Allgemeine Phishingwarnung:

  • Phishing E-Mails versuchen grundsätzlich so auszusehen, als stammen sie von dem entsprechenden Unternehmen. Mit diesen versuchen Betrüger, an persönliche Daten zu kommen, vorzugsweise Bank- Kreditkarten oder sonstige Zahldaten.
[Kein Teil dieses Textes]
//! Shared deterministic types for the pipeline core.
//!
//! These types define stable contracts between components. They must not
//! depend on external state and serialize identically across runs.

use std::collections::BTreeMap;
use std::fmt;
use std::path::{Path, PathBuf};

use serde::{Deserialize, Serialize};

/// One of the four generated outputs for a specification.
///
/// Declaration order is the generation order.
#[derive(Debug, Clone, Copy, PartialEq, Eq, PartialOrd, Ord, Hash, Serialize, Deserialize)]
#[serde(rename_all = "lowercase")]
pub enum ArtifactKind {
    Code,
    Test,
    Doc,
    Bench,
}

impl ArtifactKind {
    pub const ALL: [ArtifactKind; 4] = [
        ArtifactKind::Code,
        ArtifactKind::Test,
        ArtifactKind::Doc,
        ArtifactKind::Bench,
    ];

    pub fn as_str(self) -> &'static str {
        match self {
            ArtifactKind::Code => "code",
            ArtifactKind::Test => "test",
            ArtifactKind::Doc => "doc",
            ArtifactKind::Bench => "bench",
        }
    }

    /// Docs extend an existing file; every other kind is written fresh.
    pub fn appends(self) -> bool {
        self == ArtifactKind::Doc
    }

    /// Whether the syntactic self-check applies (docs are prose).
    pub fn is_source(self) -> bool {
        self != ArtifactKind::Doc
    }
}

impl fmt::Display for ArtifactKind {
    fn fmt(&self, f: &mut fmt::Formatter<'_>) -> fmt::Result {
        f.write_str(self.as_str())
    }
}

/// Category of a validation check. Declaration order is execution order.
#[derive(Debug, Clone, Copy, PartialEq, Eq, PartialOrd, Ord, Hash, Serialize, Deserialize)]
#[serde(rename_all = "lowercase")]
pub enum CheckKind {
    Format,
    Lint,
    Type,
    Test,
}

impl CheckKind {
    pub fn as_str(self) -> &'static str {
        match self {
            CheckKind::Format => "format",
            CheckKind::Lint => "lint",
            CheckKind::Type => "type",
            CheckKind::Test => "test",
        }
    }
}

impl fmt::Display for CheckKind {
    fn fmt(&self, f: &mut fmt::Formatter<'_>) -> fmt::Result {
        f.write_str(self.as_str())
    }
}

/// Absolute staged path for each artifact kind of one specification.
#[derive(Debug, Clone, Default, PartialEq, Eq, Serialize)]
pub struct ArtifactSet {
    paths: BTreeMap<ArtifactKind, PathBuf>,
}

impl ArtifactSet {
    pub fn insert(&mut self, kind: ArtifactKind, path: PathBuf) {
        self.paths.insert(kind, path);
    }

    pub fn get(&self, kind: ArtifactKind) -> Option<&Path> {
        self.paths.get(&kind).map(PathBuf::as_path)
    }

    /// Path of the designated primary (`code`) artifact, if generated.
    pub fn primary(&self) -> Option<&Path> {
        self.get(ArtifactKind::Code)
    }

    /// True once every kind in [`ArtifactKind::ALL`] has a path.
    pub fn is_complete(&self) -> bool {
        ArtifactKind::ALL
            .iter()
            .all(|kind| self.paths.contains_key(kind))
    }

    /// Iterate in generation order.
    pub fn iter(&self) -> impl Iterator<Item = (ArtifactKind, &Path)> {
        self.paths.iter().map(|(kind, path)| (*kind, path.as_path()))
    }
}
//! Per-specification orchestration: generate, validate, correct, promote.
//!
//! Specifications run strictly one at a time. Each one ends in exactly one
//! [`SpecOutcome`]; a failure in one never stops the next.

use std::path::{Path, PathBuf};

use anyhow::{Context, Result, anyhow};
use serde::Serialize;
use tracing::{info, info_span, instrument, warn};

use crate::attribute::ErrorAttributor;
use crate::core::lifecycle::{Lifecycle, PipelineState};
use crate::core::spec::Specification;
use crate::correct::CorrectionAgent;
use crate::error::PipelineError;
use crate::generate::{ArtifactGenerator, GeneratorSettings};
use crate::io::config::ForgeConfig;
use crate::io::git::Git;
use crate::io::service::ContentService;
use crate::io::spec_source::load_spec;
use crate::io::staging::StagingArea;
use crate::promote::{PromotionManager, PromotionRecord, PromotionSettings};
use crate::validate::ValidationHarness;

const HEADLINE_CHARS: usize = 200;

/// Why a specification was abandoned.
#[derive(Debug, Clone, PartialEq, Eq, Serialize)]
#[serde(tag = "kind", rename_all = "snake_case")]
pub enum AbandonReason {
    Generation {
        error: String,
    },
    RetriesExhausted {
        attempts: u32,
        last_diagnostic: String,
    },
    Promotion {
        error: String,
    },
    /// Staging could not be prepared, or the state machine was misused.
    Internal {
        error: String,
    },
}

impl AbandonReason {
    fn describe(&self) -> String {
        match self {
            AbandonReason::Generation { error } => format!("generation failed: {error}"),
            AbandonReason::RetriesExhausted {
                attempts,
                last_diagnostic,
            } => format!("still failing after {attempts} correction attempts: {last_diagnostic}"),
            AbandonReason::Promotion { error } => error.clone(),
            AbandonReason::Internal { error } => format!("internal error: {error}"),
        }
    }
}

/// Terminal result for one specification.
#[derive(Debug, Clone, PartialEq, Eq, Serialize)]
#[serde(tag = "status", rename_all = "snake_case")]
pub enum SpecOutcome {
    Promoted {
        record: PromotionRecord,
    },
    /// Dry run passed validation; staging kept for inspection.
    Inspected {
        staging: PathBuf,
    },
    Abandoned {
        reason: AbandonReason,
        /// Set when staging was preserved (dry run).
        staging: Option<PathBuf>,
    },
    Skipped {
        error: String,
    },
}

/// Everything observed while processing one specification.
#[derive(Debug, Clone, PartialEq, Eq, Serialize)]
pub struct SpecRun {
    pub source: Option<PathBuf>,
    /// Empty when the specification could not be loaded.
    pub name: String,
    pub slug: String,
    pub outcome: SpecOutcome,
    pub trace: Vec<PipelineState>,
    pub validations: u32,
    pub correction_rounds: u32,
    pub files_fixed: u32,
    pub fix_failures: u32,
}

impl SpecRun {
    fn skipped(source: &Path, err: &PipelineError) -> Self {
        Self {
            source: Some(source.to_path_buf()),
            name: String::new(),
            slug: String::new(),
            outcome: SpecOutcome::Skipped {
                error: err.to_string(),
            },
            trace: Vec::new(),
            validations: 0,
            correction_rounds: 0,
            files_fixed: 0,
            fix_failures: 0,
        }
    }

    pub fn is_promoted(&self) -> bool {
        matches!(self.outcome, SpecOutcome::Promoted { .. })
    }

    /// Whether this run counts against the process exit status.
    pub fn is_failure(&self) -> bool {
        match &self.outcome {
            SpecOutcome::Promoted { .. } | SpecOutcome::Inspected { .. } => false,
            SpecOutcome::Abandoned { .. } | SpecOutcome::Skipped { .. } => true,
        }
    }

    /// One user-facing line.
    pub fn summary_line(&self) -> String {
        match &self.outcome {
            SpecOutcome::Promoted { record } => {
                format!("promoted  {} -> {}", self.name, record.url)
            }
            SpecOutcome::Inspected { staging } => {
                format!("inspected {} (passing): {}", self.name, staging.display())
            }
            SpecOutcome::Abandoned { reason, .. } => {
                format!("abandoned {}: {}", self.name, reason.describe())
            }
            SpecOutcome::Skipped { error } => {
                let source = self
                    .source
                    .as_deref()
                    .map(|p| p.display().to_string())
                    .unwrap_or_default();
                format!("skipped   {source}: {error}")
            }
        }
    }
}

#[derive(Debug, Clone, Default, PartialEq, Eq, Serialize)]
pub struct RunSummary {
    pub runs: Vec<SpecRun>,
}

impl RunSummary {
    pub fn promoted(&self) -> usize {
        self.runs.iter().filter(|run| run.is_promoted()).count()
    }

    pub fn failures(&self) -> usize {
        self.runs.iter().filter(|run| run.is_failure()).count()
    }
}

/// Counters threaded through one specification's processing.
#[derive(Debug, Default)]
struct Tally {
    validations: u32,
    files_fixed: u32,
    fix_failures: u32,
}

pub struct Orchestrator<S: ContentService> {
    repo_root: PathBuf,
    git: Git,
    service: S,
    harness: ValidationHarness,
    generator: GeneratorSettings,
    promotion: PromotionSettings,
    staging_dir: String,
    max_attempts: u32,
    dry_run: bool,
}

impl<S: ContentService> Orchestrator<S> {
    pub fn new(
        repo_root: &Path,
        cfg: &ForgeConfig,
        service: S,
        harness: ValidationHarness,
        dry_run: bool,
    ) -> Result<Self> {
        let repo_root = repo_root
            .canonicalize()
            .with_context(|| format!("resolve repository {}", repo_root.display()))?;
        Ok(Self {
            git: Git::new(&repo_root),
            repo_root,
            service,
            harness,
            generator: GeneratorSettings {
                layout: cfg.layout.clone(),
                syntax_check: cfg.syntax_check.clone(),
                timeout: cfg.per_call_timeout(),
                output_limit_bytes: cfg.output_limit_bytes,
            },
            promotion: PromotionSettings {
                remote: cfg.remote.clone(),
                branch_prefix: cfg.branch_prefix.clone(),
                allowed_dirty: vec![
                    format!("{}/", cfg.staging_dir.trim_end_matches('/')),
                    format!("{}/", cfg.specs_dir.trim_end_matches('/')),
                ],
            },
            staging_dir: cfg.staging_dir.clone(),
            max_attempts: cfg.max_attempts,
            dry_run,
        })
    }

    /// Process every file in order. Never stops early.
    pub fn run(&self, paths: &[PathBuf]) -> RunSummary {
        let mut summary = RunSummary::default();
        for path in paths {
            let run = match load_spec(path) {
                Ok(spec) => {
                    let mut run = self.process_spec(&spec);
                    run.source = Some(path.clone());
                    run
                }
                Err(err) => {
                    warn!(path = %path.display(), err = %err, "skipping specification");
                    SpecRun::skipped(path, &err)
                }
            };
            summary.runs.push(run);
        }
        info!(
            total = summary.runs.len(),
            promoted = summary.promoted(),
            failures = summary.failures(),
            "run finished"
        );
        summary
    }

    /// Drive one specification to a terminal state.
    #[instrument(skip_all, fields(spec = %spec.name))]
    pub fn process_spec(&self, spec: &Specification) -> SpecRun {
        let slug = spec.slug();
        let mut lifecycle = Lifecycle::new(self.max_attempts);
        let mut tally = Tally::default();

        let outcome = match StagingArea::create(&self.repo_root, &self.staging_dir, &slug) {
            Ok(staging) => {
                let outcome = self
                    .drive(spec, &staging, &mut lifecycle, &mut tally)
                    .unwrap_or_else(|err| {
                        lifecycle.abandon();
                        self.abandoned(
                            AbandonReason::Internal {
                                error: format!("{err:#}"),
                            },
                            &staging,
                        )
                    });
                self.cleanup(&outcome, &staging);
                outcome
            }
            Err(err) => {
                lifecycle.abandon();
                SpecOutcome::Abandoned {
                    reason: AbandonReason::Internal {
                        error: format!("{err:#}"),
                    },
                    staging: None,
                }
            }
        };

        let run = SpecRun {
            source: None,
            name: spec.name.clone(),
            slug,
            outcome,
            trace: lifecycle.trace().to_vec(),
            validations: tally.validations,
            correction_rounds: lifecycle.retry().attempts(),
            files_fixed: tally.files_fixed,
            fix_failures: tally.fix_failures,
        };
        info!(state = %lifecycle.state(), "{}", run.summary_line());
        run
    }

    fn drive(
        &self,
        spec: &Specification,
        staging: &StagingArea,
        lifecycle: &mut Lifecycle,
        tally: &mut Tally,
    ) -> Result<SpecOutcome> {
        let generator = ArtifactGenerator::new(&self.service, &self.generator, &self.repo_root);
        let artifacts = match generator.generate(spec, staging) {
            Ok(artifacts) => artifacts,
            Err(err) => {
                warn!(err = %format!("{err:#}"), "generation failed");
                lifecycle.abandon();
                return Ok(self.abandoned(
                    AbandonReason::Generation {
                        error: generation_message(&err),
                    },
                    staging,
                ));
            }
        };
        if !artifacts.is_complete() {
            return Err(anyhow!("generation produced an incomplete artifact set"));
        }
        lifecycle.advance(PipelineState::Generated)?;
        let primary = artifacts
            .primary()
            .ok_or_else(|| anyhow!("primary artifact missing"))?
            .to_path_buf();

        let attributor = ErrorAttributor::new(staging.root());
        let corrector = CorrectionAgent::new(&self.service, staging);
        loop {
            lifecycle.advance(PipelineState::Validating)?;
            tally.validations += 1;
            let _span = info_span!("attempt", n = tally.validations).entered();
            let report = self.harness.validate(staging.root(), tally.validations);
            let attribution = attributor.attribute(&report);
            let headline = report.headline(HEADLINE_CHARS).unwrap_or_default();
            if lifecycle.finish_validation(report)? {
                break;
            }
            if !lifecycle.can_correct() {
                info!(attempts = lifecycle.retry().attempts(), "retry budget exhausted");
                lifecycle.abandon();
                return Ok(self.abandoned(
                    AbandonReason::RetriesExhausted {
                        attempts: lifecycle.retry().attempts(),
                        last_diagnostic: headline,
                    },
                    staging,
                ));
            }

            lifecycle.advance(PipelineState::Correcting)?;
            for (path, diagnostics) in attribution.correction_targets(&primary) {
                match corrector.fix(&path, &diagnostics) {
                    Ok(()) => tally.files_fixed += 1,
                    Err(err) => {
                        warn!(err = %format!("{err:#}"), "correction failed");
                        tally.fix_failures += 1;
                    }
                }
            }
        }

        if self.dry_run {
            lifecycle.advance(PipelineState::Done)?;
            return Ok(SpecOutcome::Inspected {
                staging: staging.root().to_path_buf(),
            });
        }

        lifecycle.advance(PipelineState::Promoting)?;
        let manager = PromotionManager::new(&self.git, &self.repo_root, &self.promotion);
        match manager.promote(spec, &artifacts, staging) {
            Ok(record) => {
                lifecycle.advance(PipelineState::Done)?;
                Ok(SpecOutcome::Promoted { record })
            }
            Err(err) => {
                lifecycle.abandon();
                Ok(SpecOutcome::Abandoned {
                    reason: AbandonReason::Promotion {
                        error: format!("{err:#}"),
                    },
                    staging: None,
                })
            }
        }
    }

    fn abandoned(&self, reason: AbandonReason, staging: &StagingArea) -> SpecOutcome {
        SpecOutcome::Abandoned {
            reason,
            staging: self.dry_run.then(|| staging.root().to_path_buf()),
        }
    }

    /// Remove staging on every terminal state, except under dry run.
    fn cleanup(&self, outcome: &SpecOutcome, staging: &StagingArea) {
        let keep = self.dry_run && !matches!(outcome, SpecOutcome::Promoted { .. });
        if keep {
            info!(path = %staging.root().display(), "staging preserved (dry run)");
            return;
        }
        if let Err(err) = staging.remove() {
            warn!(err = %format!("{err:#}"), "could not remove staging");
        }
    }
}

fn generation_message(err: &anyhow::Error) -> String {
    match err.downcast_ref::<PipelineError>() {
        Some(PipelineError::Generation { kind, reason }) => format!("{kind}: {reason}"),
        _ => format!("{err:#}"),
    }
}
  • Die eigentliche “Kunst” dieser Mails ist die Geschichte, mit welcher der Empfänger dazu verleitet werden soll, der E-Mail zu trauen und den eingefügten Link zu öffnen. Hier spielen Ausdruck, Grammatik und Rechtschreibung, sowie Plausibilität und auch Individualität eine sehr große Rolle. Speziell in der jüngeren Vergangenheit gab es zunehmend Mails, welche mit Individualität glänzten: die konnten den Empfänger mit korrektem Namen ansprechen und gaben auch tatsächliche Adress- und Personaldaten an.
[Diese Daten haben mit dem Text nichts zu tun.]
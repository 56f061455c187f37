//! In-place correction of staged files.

use std::fs;
use std::path::Path;

use anyhow::{Context, Result, anyhow};
use tracing::{info, instrument};

use crate::core::extract::extract_content;
use crate::core::report::Diagnostic;
use crate::error::PipelineError;
use crate::io::service::{ContentService, FixRequest};
use crate::io::staging::StagingArea;

pub struct CorrectionAgent<'a, S: ContentService> {
    service: &'a S,
    staging: &'a StagingArea,
}

impl<'a, S: ContentService> CorrectionAgent<'a, S> {
    pub fn new(service: &'a S, staging: &'a StagingArea) -> Self {
        Self { service, staging }
    }

    /// Ask the service to fix `path` and overwrite it with the result.
    ///
    /// The file is left untouched unless usable content comes back. Failures
    /// are [`PipelineError::Correction`].
    #[instrument(skip_all, fields(path = %path.display(), diagnostics = diagnostics.len()))]
    pub fn fix(&self, path: &Path, diagnostics: &[Diagnostic]) -> Result<()> {
        let relative = self.staging.relative(path)?;
        self.try_fix(path, &relative, diagnostics).map_err(|err| {
            anyhow::Error::from(PipelineError::Correction {
                path: relative.clone(),
                reason: format!("{err:#}"),
            })
        })
    }

    fn try_fix(&self, path: &Path, relative: &Path, diagnostics: &[Diagnostic]) -> Result<()> {
        let content =
            fs::read_to_string(path).with_context(|| format!("read {}", path.display()))?;
        let response = self.service.fix(&FixRequest {
            path: relative,
            content: &content,
            diagnostics,
        })?;
        let corrected =
            extract_content(&response).ok_or_else(|| anyhow!("service returned empty content"))?;
        fs::write(path, &corrected).with_context(|| format!("write {}", path.display()))?;
        info!(unchanged = corrected == content, "file corrected");
        Ok(())
    }
}
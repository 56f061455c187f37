//! Stable exit codes for specforge CLI commands.

/// Every processed specification was promoted (or passed, under dry run).
pub const OK: i32 = 0;
/// Invalid input, config or repository state, or any other error.
pub const INVALID: i32 = 1;
/// The run finished but at least one specification was abandoned or skipped.
pub const INCOMPLETE: i32 = 2;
  • Man kann jedoch generell beachten: Banken, Zahl- und Kaufportale fordern niemals mit Hilfe eines eingebauten Links zum Einloggen in das Konto auf! Zudem ist eine generische Anrede zwar immer ein Indiz für Phishing, eine vorhandene korrekte Anredejedoch nicht der Beweis für die Echtheit einer Mail.
  • Niemals über einen Link einloggen, der per Mail gesendet wird, sondern immer die betreffende Seite per Hand in die Adresszeile des Browsers eintippen und dort einloggen. Sollten tatsächlich Ankündigungen des entsprechenden Dienstes vorhanden sein, werden diese dort angezeigt.Zusätzlich ist es nach Möglichkeit ebenso zu unterlassen, über öffentliche/fremde WLAN-Netze Bankgeschäfte zu tätigen, da man nie genau weiß, ob (und im Ernstfall von wem) diese Netze protokolliert werden.
  • Niemals reale Daten in die Formularfelder eintragen! Unter Umständen können die Daten sogar bereits während des Tippens an die Betrügerdatenbank weitergeleitet werden, ohne dass man mit “weiter” bestätigt.